_Exercise brief_
Transcribe exactly each line of the entries, from the opening line to the line with "use crate::auth::RequestIdentity;", with both of those lines included.

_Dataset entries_

━━━

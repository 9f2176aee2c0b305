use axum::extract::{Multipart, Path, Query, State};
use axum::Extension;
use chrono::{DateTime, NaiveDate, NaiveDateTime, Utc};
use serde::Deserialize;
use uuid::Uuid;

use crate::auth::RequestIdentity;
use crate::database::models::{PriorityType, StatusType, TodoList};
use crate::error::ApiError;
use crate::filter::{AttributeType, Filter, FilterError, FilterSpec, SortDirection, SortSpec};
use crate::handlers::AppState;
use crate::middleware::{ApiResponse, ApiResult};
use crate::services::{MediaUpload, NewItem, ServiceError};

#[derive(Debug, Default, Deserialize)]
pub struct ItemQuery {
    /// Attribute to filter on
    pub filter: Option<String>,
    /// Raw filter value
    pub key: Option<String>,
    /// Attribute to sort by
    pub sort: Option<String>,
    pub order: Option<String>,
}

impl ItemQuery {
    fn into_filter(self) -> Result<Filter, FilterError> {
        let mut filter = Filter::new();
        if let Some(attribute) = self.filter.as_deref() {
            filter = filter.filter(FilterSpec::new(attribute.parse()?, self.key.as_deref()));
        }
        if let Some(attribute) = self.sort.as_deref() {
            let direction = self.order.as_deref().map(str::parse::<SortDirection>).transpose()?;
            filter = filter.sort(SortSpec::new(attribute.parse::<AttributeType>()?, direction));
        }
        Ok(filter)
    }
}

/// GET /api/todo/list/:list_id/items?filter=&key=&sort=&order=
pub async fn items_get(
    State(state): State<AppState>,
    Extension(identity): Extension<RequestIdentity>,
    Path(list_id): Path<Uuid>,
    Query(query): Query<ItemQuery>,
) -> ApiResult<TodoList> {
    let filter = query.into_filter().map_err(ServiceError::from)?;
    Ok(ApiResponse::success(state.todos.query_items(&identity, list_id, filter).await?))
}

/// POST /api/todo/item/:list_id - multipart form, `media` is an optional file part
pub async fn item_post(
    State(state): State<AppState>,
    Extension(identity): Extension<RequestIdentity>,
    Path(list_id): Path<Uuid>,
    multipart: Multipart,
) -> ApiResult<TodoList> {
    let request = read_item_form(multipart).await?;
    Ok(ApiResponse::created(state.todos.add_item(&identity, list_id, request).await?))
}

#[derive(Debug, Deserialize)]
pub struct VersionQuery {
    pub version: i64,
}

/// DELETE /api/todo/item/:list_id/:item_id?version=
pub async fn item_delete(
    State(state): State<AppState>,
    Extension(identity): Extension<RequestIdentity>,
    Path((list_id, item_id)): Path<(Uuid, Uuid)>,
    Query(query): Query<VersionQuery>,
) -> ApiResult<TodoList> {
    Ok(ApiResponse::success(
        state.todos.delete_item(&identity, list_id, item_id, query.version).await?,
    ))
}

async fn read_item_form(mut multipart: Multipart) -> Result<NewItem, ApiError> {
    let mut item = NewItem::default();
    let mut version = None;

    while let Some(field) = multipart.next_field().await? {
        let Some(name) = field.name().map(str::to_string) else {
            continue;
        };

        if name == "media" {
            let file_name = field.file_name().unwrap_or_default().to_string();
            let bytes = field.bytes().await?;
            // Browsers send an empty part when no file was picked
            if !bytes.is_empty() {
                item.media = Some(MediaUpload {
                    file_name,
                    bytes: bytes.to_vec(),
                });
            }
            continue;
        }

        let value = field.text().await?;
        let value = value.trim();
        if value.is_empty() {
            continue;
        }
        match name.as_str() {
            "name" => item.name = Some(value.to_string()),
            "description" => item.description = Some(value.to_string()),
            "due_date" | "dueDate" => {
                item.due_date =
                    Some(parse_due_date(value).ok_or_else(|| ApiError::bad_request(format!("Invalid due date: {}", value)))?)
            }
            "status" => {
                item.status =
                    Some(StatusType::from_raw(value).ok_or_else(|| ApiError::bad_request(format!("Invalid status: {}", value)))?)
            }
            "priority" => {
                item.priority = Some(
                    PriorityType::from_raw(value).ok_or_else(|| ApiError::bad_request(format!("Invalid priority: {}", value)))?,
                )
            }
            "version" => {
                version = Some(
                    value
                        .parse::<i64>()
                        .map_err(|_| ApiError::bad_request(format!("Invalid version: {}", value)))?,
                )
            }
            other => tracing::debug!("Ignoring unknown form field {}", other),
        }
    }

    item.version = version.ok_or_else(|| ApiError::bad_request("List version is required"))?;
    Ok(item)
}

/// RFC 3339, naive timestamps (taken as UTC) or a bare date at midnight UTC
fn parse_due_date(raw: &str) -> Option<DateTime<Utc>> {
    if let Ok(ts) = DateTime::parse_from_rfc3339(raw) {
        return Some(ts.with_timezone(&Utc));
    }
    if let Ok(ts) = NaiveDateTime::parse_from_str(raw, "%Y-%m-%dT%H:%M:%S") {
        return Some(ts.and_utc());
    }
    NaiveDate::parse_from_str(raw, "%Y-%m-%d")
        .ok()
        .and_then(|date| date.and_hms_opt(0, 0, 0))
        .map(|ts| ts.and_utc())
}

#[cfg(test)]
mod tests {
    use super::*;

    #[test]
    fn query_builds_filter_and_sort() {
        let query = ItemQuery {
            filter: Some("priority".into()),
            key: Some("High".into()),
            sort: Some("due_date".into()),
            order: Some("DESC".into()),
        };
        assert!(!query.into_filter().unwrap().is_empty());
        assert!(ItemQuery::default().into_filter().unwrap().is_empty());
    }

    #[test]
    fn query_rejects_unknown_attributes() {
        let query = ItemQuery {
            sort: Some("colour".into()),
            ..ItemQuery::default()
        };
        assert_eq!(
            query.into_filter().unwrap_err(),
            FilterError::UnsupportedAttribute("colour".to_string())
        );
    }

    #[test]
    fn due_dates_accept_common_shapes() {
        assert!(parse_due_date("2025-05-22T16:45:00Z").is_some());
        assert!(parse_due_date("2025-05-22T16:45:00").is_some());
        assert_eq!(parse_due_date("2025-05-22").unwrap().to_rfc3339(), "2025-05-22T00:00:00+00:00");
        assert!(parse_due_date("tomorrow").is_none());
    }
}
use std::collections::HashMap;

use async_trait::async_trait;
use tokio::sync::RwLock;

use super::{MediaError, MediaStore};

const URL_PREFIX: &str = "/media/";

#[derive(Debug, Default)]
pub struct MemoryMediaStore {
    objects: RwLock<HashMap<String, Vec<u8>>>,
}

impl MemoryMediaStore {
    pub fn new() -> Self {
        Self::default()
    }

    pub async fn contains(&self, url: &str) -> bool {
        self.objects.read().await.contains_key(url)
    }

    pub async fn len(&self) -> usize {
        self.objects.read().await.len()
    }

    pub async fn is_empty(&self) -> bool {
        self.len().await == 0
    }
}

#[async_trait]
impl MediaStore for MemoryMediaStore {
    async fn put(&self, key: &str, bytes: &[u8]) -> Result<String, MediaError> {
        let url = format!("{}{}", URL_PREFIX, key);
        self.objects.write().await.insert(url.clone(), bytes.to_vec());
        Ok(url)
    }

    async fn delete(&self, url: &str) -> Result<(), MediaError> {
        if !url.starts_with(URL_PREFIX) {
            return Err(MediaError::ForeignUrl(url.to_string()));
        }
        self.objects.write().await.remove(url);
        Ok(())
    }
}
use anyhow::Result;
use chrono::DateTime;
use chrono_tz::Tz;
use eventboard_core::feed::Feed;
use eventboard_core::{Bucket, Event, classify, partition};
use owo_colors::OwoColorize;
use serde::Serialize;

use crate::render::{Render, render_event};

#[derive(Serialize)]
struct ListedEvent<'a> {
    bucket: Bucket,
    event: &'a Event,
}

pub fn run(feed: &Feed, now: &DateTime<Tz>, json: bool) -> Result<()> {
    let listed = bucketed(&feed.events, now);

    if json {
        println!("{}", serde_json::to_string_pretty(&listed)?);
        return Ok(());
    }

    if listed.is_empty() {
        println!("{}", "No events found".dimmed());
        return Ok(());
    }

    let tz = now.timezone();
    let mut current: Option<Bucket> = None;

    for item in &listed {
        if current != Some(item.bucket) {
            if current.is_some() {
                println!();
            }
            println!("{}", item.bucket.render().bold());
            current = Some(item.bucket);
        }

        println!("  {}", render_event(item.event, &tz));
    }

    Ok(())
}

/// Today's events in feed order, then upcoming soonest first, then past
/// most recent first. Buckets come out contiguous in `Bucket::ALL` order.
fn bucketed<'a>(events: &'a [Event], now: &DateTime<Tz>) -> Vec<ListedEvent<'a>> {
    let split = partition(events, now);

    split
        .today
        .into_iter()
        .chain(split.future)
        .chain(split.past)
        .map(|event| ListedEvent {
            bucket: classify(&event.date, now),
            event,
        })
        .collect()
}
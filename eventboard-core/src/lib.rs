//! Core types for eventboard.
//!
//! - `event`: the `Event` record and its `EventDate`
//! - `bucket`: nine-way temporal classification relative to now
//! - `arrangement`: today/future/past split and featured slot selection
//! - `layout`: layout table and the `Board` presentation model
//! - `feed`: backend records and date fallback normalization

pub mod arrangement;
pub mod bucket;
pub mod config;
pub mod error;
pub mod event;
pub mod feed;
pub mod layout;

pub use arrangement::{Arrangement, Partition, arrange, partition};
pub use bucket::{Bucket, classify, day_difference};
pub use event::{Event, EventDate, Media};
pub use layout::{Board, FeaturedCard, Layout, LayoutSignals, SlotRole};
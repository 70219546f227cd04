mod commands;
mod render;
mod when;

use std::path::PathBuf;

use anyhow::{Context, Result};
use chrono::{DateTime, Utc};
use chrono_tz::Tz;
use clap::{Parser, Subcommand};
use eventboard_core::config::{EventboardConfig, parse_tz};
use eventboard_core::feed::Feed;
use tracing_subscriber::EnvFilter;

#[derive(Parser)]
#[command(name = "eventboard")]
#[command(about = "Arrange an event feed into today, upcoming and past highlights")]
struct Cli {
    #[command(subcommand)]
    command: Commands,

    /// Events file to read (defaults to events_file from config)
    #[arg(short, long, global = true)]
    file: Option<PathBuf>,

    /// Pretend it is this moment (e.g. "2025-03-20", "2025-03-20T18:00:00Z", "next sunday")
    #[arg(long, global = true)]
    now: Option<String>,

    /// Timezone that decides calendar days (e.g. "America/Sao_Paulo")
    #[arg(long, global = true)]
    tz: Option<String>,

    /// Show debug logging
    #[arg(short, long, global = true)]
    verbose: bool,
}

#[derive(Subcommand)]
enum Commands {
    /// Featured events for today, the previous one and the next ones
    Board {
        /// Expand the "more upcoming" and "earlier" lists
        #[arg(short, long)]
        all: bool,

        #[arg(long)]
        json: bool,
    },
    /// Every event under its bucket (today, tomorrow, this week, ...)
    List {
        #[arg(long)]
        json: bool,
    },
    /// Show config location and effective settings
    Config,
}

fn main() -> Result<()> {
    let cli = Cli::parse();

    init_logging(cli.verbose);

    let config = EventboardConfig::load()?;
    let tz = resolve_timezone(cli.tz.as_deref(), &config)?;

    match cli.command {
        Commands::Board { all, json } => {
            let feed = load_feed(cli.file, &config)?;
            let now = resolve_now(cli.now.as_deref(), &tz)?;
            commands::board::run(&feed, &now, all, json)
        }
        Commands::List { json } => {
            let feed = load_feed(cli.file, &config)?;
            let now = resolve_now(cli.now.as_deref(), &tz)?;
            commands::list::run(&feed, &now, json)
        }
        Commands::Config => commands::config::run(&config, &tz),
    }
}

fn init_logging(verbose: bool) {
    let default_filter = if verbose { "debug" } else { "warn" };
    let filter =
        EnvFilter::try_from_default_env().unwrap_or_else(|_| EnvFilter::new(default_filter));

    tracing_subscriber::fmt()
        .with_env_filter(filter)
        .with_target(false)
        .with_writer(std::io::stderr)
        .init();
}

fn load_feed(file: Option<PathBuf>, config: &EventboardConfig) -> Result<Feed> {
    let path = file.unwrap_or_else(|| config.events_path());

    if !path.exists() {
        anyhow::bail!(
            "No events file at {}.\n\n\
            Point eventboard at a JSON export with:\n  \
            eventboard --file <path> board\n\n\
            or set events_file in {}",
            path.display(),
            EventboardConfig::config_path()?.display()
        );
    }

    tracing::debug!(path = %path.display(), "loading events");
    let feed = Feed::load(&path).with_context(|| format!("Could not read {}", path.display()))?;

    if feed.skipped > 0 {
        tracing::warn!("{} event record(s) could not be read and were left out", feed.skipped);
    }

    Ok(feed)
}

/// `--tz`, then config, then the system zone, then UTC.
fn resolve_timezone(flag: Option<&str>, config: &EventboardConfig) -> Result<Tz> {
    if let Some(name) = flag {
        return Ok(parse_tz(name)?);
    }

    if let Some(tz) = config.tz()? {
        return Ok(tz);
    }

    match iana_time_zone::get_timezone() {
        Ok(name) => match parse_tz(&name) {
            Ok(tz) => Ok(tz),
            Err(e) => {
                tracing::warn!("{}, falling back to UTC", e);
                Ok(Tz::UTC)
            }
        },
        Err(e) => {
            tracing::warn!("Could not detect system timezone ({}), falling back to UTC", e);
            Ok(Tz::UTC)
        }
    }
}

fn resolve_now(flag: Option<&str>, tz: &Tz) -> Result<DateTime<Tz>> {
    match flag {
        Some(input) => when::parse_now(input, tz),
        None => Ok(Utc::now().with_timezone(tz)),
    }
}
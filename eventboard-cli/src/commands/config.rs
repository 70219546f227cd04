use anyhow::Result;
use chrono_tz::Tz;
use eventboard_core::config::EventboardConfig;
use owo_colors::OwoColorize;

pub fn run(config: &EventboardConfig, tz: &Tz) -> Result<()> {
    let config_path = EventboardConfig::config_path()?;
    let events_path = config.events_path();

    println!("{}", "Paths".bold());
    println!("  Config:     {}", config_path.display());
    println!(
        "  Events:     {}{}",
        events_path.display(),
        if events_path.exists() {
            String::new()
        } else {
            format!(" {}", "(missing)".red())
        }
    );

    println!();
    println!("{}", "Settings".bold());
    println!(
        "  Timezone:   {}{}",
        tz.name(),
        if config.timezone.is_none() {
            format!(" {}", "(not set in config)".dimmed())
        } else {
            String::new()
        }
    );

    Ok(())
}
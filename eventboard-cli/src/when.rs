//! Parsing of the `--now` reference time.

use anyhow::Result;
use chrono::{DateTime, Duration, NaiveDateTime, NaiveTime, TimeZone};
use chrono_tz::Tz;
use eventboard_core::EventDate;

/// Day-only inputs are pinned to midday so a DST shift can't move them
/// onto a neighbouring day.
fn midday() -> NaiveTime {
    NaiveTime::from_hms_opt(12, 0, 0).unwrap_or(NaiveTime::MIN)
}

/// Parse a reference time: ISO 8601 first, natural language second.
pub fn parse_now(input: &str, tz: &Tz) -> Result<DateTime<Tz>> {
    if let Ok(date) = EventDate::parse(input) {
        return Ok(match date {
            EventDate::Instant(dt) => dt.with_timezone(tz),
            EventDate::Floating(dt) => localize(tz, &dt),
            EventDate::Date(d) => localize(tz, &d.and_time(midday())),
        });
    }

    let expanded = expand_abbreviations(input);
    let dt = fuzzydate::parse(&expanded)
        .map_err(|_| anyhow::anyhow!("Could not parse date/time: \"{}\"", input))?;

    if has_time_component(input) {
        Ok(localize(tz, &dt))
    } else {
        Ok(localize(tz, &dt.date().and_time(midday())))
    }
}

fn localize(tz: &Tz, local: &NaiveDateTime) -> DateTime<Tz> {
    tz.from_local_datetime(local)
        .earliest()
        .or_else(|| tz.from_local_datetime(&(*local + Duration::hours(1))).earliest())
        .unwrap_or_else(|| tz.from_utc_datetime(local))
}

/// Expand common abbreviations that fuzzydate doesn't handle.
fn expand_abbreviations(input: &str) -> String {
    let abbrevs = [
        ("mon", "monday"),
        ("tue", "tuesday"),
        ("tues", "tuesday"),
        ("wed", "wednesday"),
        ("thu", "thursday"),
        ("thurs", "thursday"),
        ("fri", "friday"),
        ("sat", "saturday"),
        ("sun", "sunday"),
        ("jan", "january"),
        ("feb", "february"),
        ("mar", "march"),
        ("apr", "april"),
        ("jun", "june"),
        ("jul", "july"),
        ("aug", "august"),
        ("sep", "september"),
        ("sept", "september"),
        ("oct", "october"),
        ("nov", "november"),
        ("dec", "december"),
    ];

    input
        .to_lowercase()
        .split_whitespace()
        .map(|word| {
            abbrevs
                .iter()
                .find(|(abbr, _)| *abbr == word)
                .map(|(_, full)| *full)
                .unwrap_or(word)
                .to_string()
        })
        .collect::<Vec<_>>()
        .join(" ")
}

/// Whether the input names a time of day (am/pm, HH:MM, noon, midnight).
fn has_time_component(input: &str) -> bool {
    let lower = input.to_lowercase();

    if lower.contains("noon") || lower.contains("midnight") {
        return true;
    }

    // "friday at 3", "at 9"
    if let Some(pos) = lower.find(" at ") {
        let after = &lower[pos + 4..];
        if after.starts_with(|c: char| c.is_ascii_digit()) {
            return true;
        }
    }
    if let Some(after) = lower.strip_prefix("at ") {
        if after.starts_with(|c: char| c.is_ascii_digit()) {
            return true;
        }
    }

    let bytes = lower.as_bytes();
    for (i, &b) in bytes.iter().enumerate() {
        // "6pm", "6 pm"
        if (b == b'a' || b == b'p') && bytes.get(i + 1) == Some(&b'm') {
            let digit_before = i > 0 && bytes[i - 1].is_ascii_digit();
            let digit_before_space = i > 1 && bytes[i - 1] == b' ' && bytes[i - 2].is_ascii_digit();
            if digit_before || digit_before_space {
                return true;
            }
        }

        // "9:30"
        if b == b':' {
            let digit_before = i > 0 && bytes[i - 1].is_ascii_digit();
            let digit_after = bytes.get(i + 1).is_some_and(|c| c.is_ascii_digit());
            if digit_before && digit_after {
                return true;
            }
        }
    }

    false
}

━━━

_Answer to this exercise_
repository 9f2176aee2c0b305
use axum::extract::{Multipart, Path, Query, State};
use axum::Extension;
use chrono::{DateTime, NaiveDate, NaiveDateTime, Utc};
use serde::Deserialize;
use uuid::Uuid;

use crate::auth::RequestIdentity;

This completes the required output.